The history of rising worth has nothing to compare with that temple scene. A youth appears

sitting in the midst of the doctors, both hearing them and asking them questions. And all that heard him were astonished at his understanding and answers.” He comes into the assembly of venerable sages with a mild and pensive countenance, that seems haunted with earnest thought. He is no favorite of earthly fortune, no scion of aristocratic pride, no pet of exclusive schools, but the simple child of the unsophisticated people, steeped to the lips in suffering ; and yet, mightier than the domes that bend above him, he is for the intellect and heart of man a glorious living temple, built with the choicest riches of unnumbered worlds. The first question he propounds startles the attention of all who hear him, and creates the greatest astonishment in the most profound; for his words bear that charm of immaculate wisdom which can neither be defaced nor excelled.
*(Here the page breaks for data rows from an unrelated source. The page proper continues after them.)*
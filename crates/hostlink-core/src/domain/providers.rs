//! # Provider Registry
//!
//! Maps locally-offered command names to their handlers. Registration is
//! first-wins: offering the same command twice keeps the original handler.

use crate::domain::handler::CommandHandler;
use std::collections::HashMap;
use std::sync::Arc;

/// Command name → local handler map.
#[derive(Default)]
pub struct ProviderRegistry {
    handlers: HashMap<String, Arc<dyn CommandHandler>>,
}

impl ProviderRegistry {
    /// Create an empty registry.
    #[must_use]
    pub fn new() -> Self {
        Self::default()
    }

    /// Register `handler` for `command`.
    ///
    /// Returns `false` when the command already has a handler; the existing
    /// one is kept.
    pub fn register(&mut self, command: &str, handler: Arc<dyn CommandHandler>) -> bool {
        if self.handlers.contains_key(command) {
            return false;
        }
        self.handlers.insert(command.to_string(), handler);
        true
    }

    /// Look up the handler for `command`.
    ///
    /// The caller invokes the returned handler outside the registry lock.
    #[must_use]
    pub fn get(&self, command: &str) -> Option<Arc<dyn CommandHandler>> {
        self.handlers.get(command).cloned()
    }

    /// Whether a handler is registered for `command`.
    #[must_use]
    pub fn contains(&self, command: &str) -> bool {
        self.handlers.contains_key(command)
    }
}
//! # In-Memory Directory
//!
//! Name → endpoint map with rebind-on-conflict semantics.

use crate::domain::{Endpoint, ProviderName};
use crate::ports::{Directory, DirectoryError};
use async_trait::async_trait;
use parking_lot::RwLock;
use std::collections::HashMap;
use std::sync::atomic::{AtomicU64, Ordering};

/// In-memory implementation of the directory service.
#[derive(Default)]
pub struct InMemoryDirectory {
    bindings: RwLock<HashMap<ProviderName, Endpoint>>,

    /// Total resolve calls served; lets tests observe re-resolution after a
    /// cache eviction.
    lookups: AtomicU64,
}

impl InMemoryDirectory {
    /// Create an empty directory.
    #[must_use]
    pub fn new() -> Self {
        Self::default()
    }

    /// Total resolve calls served so far.
    #[must_use]
    pub fn lookup_count(&self) -> u64 {
        self.lookups.load(Ordering::Relaxed)
    }

    /// Number of names currently bound.
    #[must_use]
    pub fn binding_count(&self) -> usize {
        self.bindings.read().len()
    }
}

#[async_trait]
impl Directory for InMemoryDirectory {
    async fn resolve(&self, name: &ProviderName) -> Result<Endpoint, DirectoryError> {
        self.lookups.fetch_add(1, Ordering::Relaxed);
        self.bindings
            .read()
            .get(name)
            .cloned()
            .ok_or_else(|| DirectoryError::NotFound(name.to_string()))
    }

    async fn bind(&self, name: &ProviderName, endpoint: Endpoint) -> Result<(), DirectoryError> {
        // Rebind on conflict: the newest binding wins, which keeps host
        // restarts transparent.
        self.bindings.write().insert(name.clone(), endpoint);
        Ok(())
    }
}
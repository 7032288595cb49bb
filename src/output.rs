use chrono::{DateTime, Local};
use hound::{SampleFormat, WavSpec, WavWriter};
use std::path::Path;

use crate::error::{DemuxError, Result};
use crate::input::Waveform;

/// Bit depth of exported voice files
pub const BITS_PER_SAMPLE: u16 = 16;

/// Full-scale factor for float to int16 conversion
const PCM_SCALE: f64 = 32767.0;

/// Convert to int16 PCM as `round(s * 32767)`, clipped to the i16 range
pub fn quantize(waveform: &Waveform) -> Vec<i16> {
    waveform
        .samples()
        .iter()
        .map(|s| (s * PCM_SCALE).round().clamp(i16::MIN as f64, i16::MAX as f64) as i16)
        .collect()
}

/// Anything that can persist pre-quantized PCM
pub trait WaveformSink {
    fn write(&mut self, path: &Path, sample_rate: u32, samples: &[i16]) -> Result<()>;
}

/// Writes mono 16-bit PCM WAV files
#[derive(Debug, Default)]
pub struct WavSink;

impl WavSink {
    fn write_wav(
        path: &Path,
        sample_rate: u32,
        samples: &[i16],
    ) -> std::result::Result<(), hound::Error> {
        let spec = WavSpec {
            channels: 1,
            sample_rate,
            bits_per_sample: BITS_PER_SAMPLE,
            sample_format: SampleFormat::Int,
        };

        let mut writer = WavWriter::create(path, spec)?;
        for &sample in samples {
            writer.write_sample(sample)?;
        }
        writer.finalize()
    }
}

impl WaveformSink for WavSink {
    fn write(&mut self, path: &Path, sample_rate: u32, samples: &[i16]) -> Result<()> {
        Self::write_wav(path, sample_rate, samples).map_err(|source| DemuxError::SinkWriteFailure {
            path: path.to_path_buf(),
            source,
        })
    }
}

/// Output file name for a voice, e.g. `voice1.wav` or
/// `voice1_2024-05-01_12-00-00.wav` when stamped
pub fn output_filename(stem: &str, timestamp: Option<DateTime<Local>>) -> String {
    match timestamp {
        Some(time) => format!("{}_{}.wav", stem, time.format("%Y-%m-%d_%H-%M-%S")),
        None => format!("{}.wav", stem),
    }
}
use crate::error::{DemuxError, Result};
use crate::input::Waveform;

/// Divide every sample by `max(|sample|)` so the peak sits at 1.0.
///
/// An empty buffer comes back empty. A non-empty silent buffer has no peak to
/// scale by and fails with `DegenerateSignal`.
pub fn normalize(waveform: &Waveform) -> Result<Waveform> {
    if waveform.is_empty() {
        return Ok(waveform.clone());
    }

    let peak = waveform.peak();
    if peak == 0.0 {
        return Err(DemuxError::DegenerateSignal {
            len: waveform.len(),
        });
    }

    // 1/peak overflows to inf for a subnormal peak, so divide directly
    let samples = waveform.samples().iter().map(|s| s / peak).collect();
    Ok(waveform.with_samples(samples))
}
use clap::Parser;
use std::path::PathBuf;

use fdm_demux::pipeline;
use fdm_demux::report::LogReporter;

/// Separate two voice channels from a frequency-division multiplexed recording
/// (8 kHz and 16 kHz carriers)
#[derive(Parser, Debug)]
#[command(name = "fdm-demux")]
#[command(version, about, long_about = None)]
struct Args {
    /// Input WAV file holding the FDM composite (channel 0 is used)
    #[arg(value_name = "INPUT")]
    input_file: PathBuf,

    /// Output directory for voice1.wav and voice2.wav
    #[arg(short, long, default_value = ".")]
    output_dir: PathBuf,

    /// Append the local time to output file names
    #[arg(long)]
    timestamp: bool,

    /// Verbose output (-v info, -vv debug, -vvv trace)
    #[arg(short, long, action = clap::ArgAction::Count)]
    verbose: u8,
}

fn main() -> Result<(), Box<dyn std::error::Error>> {
    let args = Args::parse();

    let log_level = match args.verbose {
        0 => log::LevelFilter::Warn,
        1 => log::LevelFilter::Info,
        2 => log::LevelFilter::Debug,
        _ => log::LevelFilter::Trace,
    };
    env_logger::Builder::new()
        .filter_level(log_level)
        .format_timestamp(None)
        .init();

    // Create output directory if it doesn't exist
    std::fs::create_dir_all(&args.output_dir)?;

    log::info!("Processing file: {}", args.input_file.display());
    let summary = pipeline::process_file(
        &args.input_file,
        &args.output_dir,
        args.timestamp,
        &mut LogReporter,
    )?;

    println!("Sampling rate: {} Hz", summary.sample_rate);
    println!("Signal length: {} samples", summary.samples);
    println!("Duration: {:.2} seconds", summary.duration_secs);
    let names: Vec<String> = summary
        .outputs
        .iter()
        .map(|p| p.display().to_string())
        .collect();
    println!("Voice signals saved as {}", names.join(" and "));

    Ok(())
}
Question succeeds to question, and learning, in despair, grows more and more confused, in this, the grandest gladiatorship of mind yet witnessed on earth. Sage after sage, swelling with wounded pride, is silenced before that youth apparelled in the plain attire of peasant life, radiant with the celestial light that emanates from an aspiring heart, and bent on throwing wide open the gates of instruction to all. The whole park of artillery which power and craft have erected on their contracted citadels he

has spiked, and, like “a mailed angel on a battle day," he rejoices in his triumph, not for himself, but for the sake of the benighted multitudes around. Free thought and free discussion then and there were born!

CHAPTER III.

THE MANHOOD OF CHRIST.

IN MATURITY, TRAINED BY SUFFERINGS SUCH AS MANKIND IN GENERAL

ARE DOOMED TO ENDURE.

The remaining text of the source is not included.